|Tuesday, April 11th|
Devon Yee, Whitman College
2:00 PM - 2:15 PM
Oysters, nitrates and filtration, oh my! As part of an NSF-funded mathematical modeling group at St. Mary's College (Maryland), I explored the following research prompt: Determine strategic locations for oyster reefs in Chesapeake Bay such that they mediate nitrate and nitrite pollution. We developed a simplified tank model to approximate fluid flow and describe salinity, nitrates and nitrites in the bay. Additionally, we created a second model describing nitrate and nitrite pollution as point sources using an exponential decay function. In my presentation, I discuss mathematical modeling, describe and analyze our two models of the Chesapeake, and share ongoing research.

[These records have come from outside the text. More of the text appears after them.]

// Copyright 2026 the Xilem Authors
// SPDX-License-Identifier: Apache-2.0

use std::time::Duration;

use crate::animation::Easing;
use crate::peniko::Color;
use crate::theme;
use crate::ticks::TickColors;

/// Construction-time settings of an [`IncrementSlider`](crate::IncrementSlider).
#[derive(Clone, Debug, PartialEq)]
pub struct SliderConfig {
    /// Lower bound of the progress.
    pub min: i32,
    /// Upper bound of the progress.
    pub max: i32,
    /// Number of sections the range is divided into.
    pub sections: u32,
    /// Colors of the tick marks.
    pub tick_colors: TickColors,
    /// Tint applied to the host's thumb, if any.
    pub thumb_tint: Option<Color>,
    /// Duration of the animation after the pointer is released.
    pub settle_duration: Duration,
    /// Duration of the animation started by `set_increment`.
    pub jump_duration: Duration,
    /// Easing of both animations.
    pub easing: Easing,
}

impl Default for SliderConfig {
    fn default() -> Self {
        Self::new(theme::DEFAULT_MIN, theme::DEFAULT_MAX)
    }
}

impl SliderConfig {
    /// Creates a config for the range `[min, max]` with default settings.
    pub fn new(min: i32, max: i32) -> Self {
        Self {
            min,
            max,
            sections: theme::DEFAULT_SECTIONS,
            tick_colors: TickColors::default(),
            thumb_tint: None,
            settle_duration: theme::SETTLE_DURATION,
            jump_duration: theme::JUMP_DURATION,
            easing: Easing::default(),
        }
    }

    /// Sets the number of sections.
    pub fn with_sections(mut self, sections: u32) -> Self {
        self.sections = sections;
        self
    }

    /// Sets the color of ticks left of the thumb.
    pub fn with_tick_before_color(mut self, color: impl Into<Color>) -> Self {
        self.tick_colors.before = color.into();
        self
    }

    /// Sets the color of ticks at or right of the thumb.
    pub fn with_tick_after_color(mut self, color: impl Into<Color>) -> Self {
        self.tick_colors.after = color.into();
        self
    }

    /// Sets the thumb tint.
    pub fn with_thumb_tint(mut self, color: impl Into<Color>) -> Self {
        self.thumb_tint = Some(color.into());
        self
    }

    /// Sets the duration of the animation after the pointer is released.
    pub fn with_settle_duration(mut self, duration: Duration) -> Self {
        self.settle_duration = duration;
        self
    }

    /// Sets the duration of the animation started by `set_increment`.
    pub fn with_jump_duration(mut self, duration: Duration) -> Self {
        self.jump_duration = duration;
        self
    }

    /// Sets the easing of both animations.
    pub fn with_easing(mut self, easing: Easing) -> Self {
        self.easing = easing;
        self
    }
}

Connor Welty, Whitman College
2:15 PM - 2:30 PM
The pollution of heavy metals into the ocean from many different sources is bio-accumulating into the marine food chain and is consequently spreading into deeper ocean zones. While there are studies analyzing heavy metal and other element concentrations in fish in various locations, none have specifically investigated how the isotopic ratios of these elements in fish differ through ocean depth zones. Our study used an FAAS and an ICP-MS to determine the concentrations of arsenic, barium, cadmium, chromium, cobalt, copper, lead, mercury, nickel, selenium, zinc and their respective isotopes in fish ranging from the epipelagic (<2,000 m) to the hadalpelagic (7,000-11,000 m) zones of the ocean.
Isabel Christy, Whitman College
2:30 PM - 2:45 PM
The concentration of gadopentetic acid (Gd-DTPA), an MRI contrasting agent, has increased in urban waterways over the past three decades. While Gd-DTPA is so stable in freshwater that toxic Gd3+ is unlikely to be released, little is known about the stability of this complex in marine environments. At high salinity, Mg and Ca may reduce the concentration of free DTPA and release Gd3+ into the environment. In my study, the stability constants for complexes of DTPA with Ca and Mg were measured at seawater ionic strength by potentiometric titration to better understand the behavior of Gd-DTPA in marine environments. A side-reaction coefficient for DTPA in seawater was calculated from these constants to predict the speciation and complexation of DTPA in marine environments. I conclude that Gd-DTPA largely dissociates in seawater, releasing toxic Gd3+ to marine ecosystems.
Alex Waheed, Whitman College
2:45 PM - 3:00 PM
The environmental history of lake ecosystems in the United States is broadly defined by a slow increase in contamination triggered by the Industrial Revolution and urbanization beginning around 1850, a sharper increase around 1950 and a general decrease following environmental legislation in the 1970s. This collaborative study examines sediment cores taken from three Wisconsin lakes spanning a range of human influence: Lake Monona (impacted), Sparkling Lake (relatively pristine) and Shadow Lake (remediated). I and several other students collected and analyzed data from these lakes to create a comprehensive picture of environmental quality, using radiometric dating, sediment analysis, geochemistry and live/dead records of subfossil assemblages. Sediment cores were analyzed for heavy metal concentrations using X-ray fluorescence. Our data will be correlated to other students’ biologic and geochemical data, which together can be used to assess the consequences of both pollution and remediation on lake ecosystems.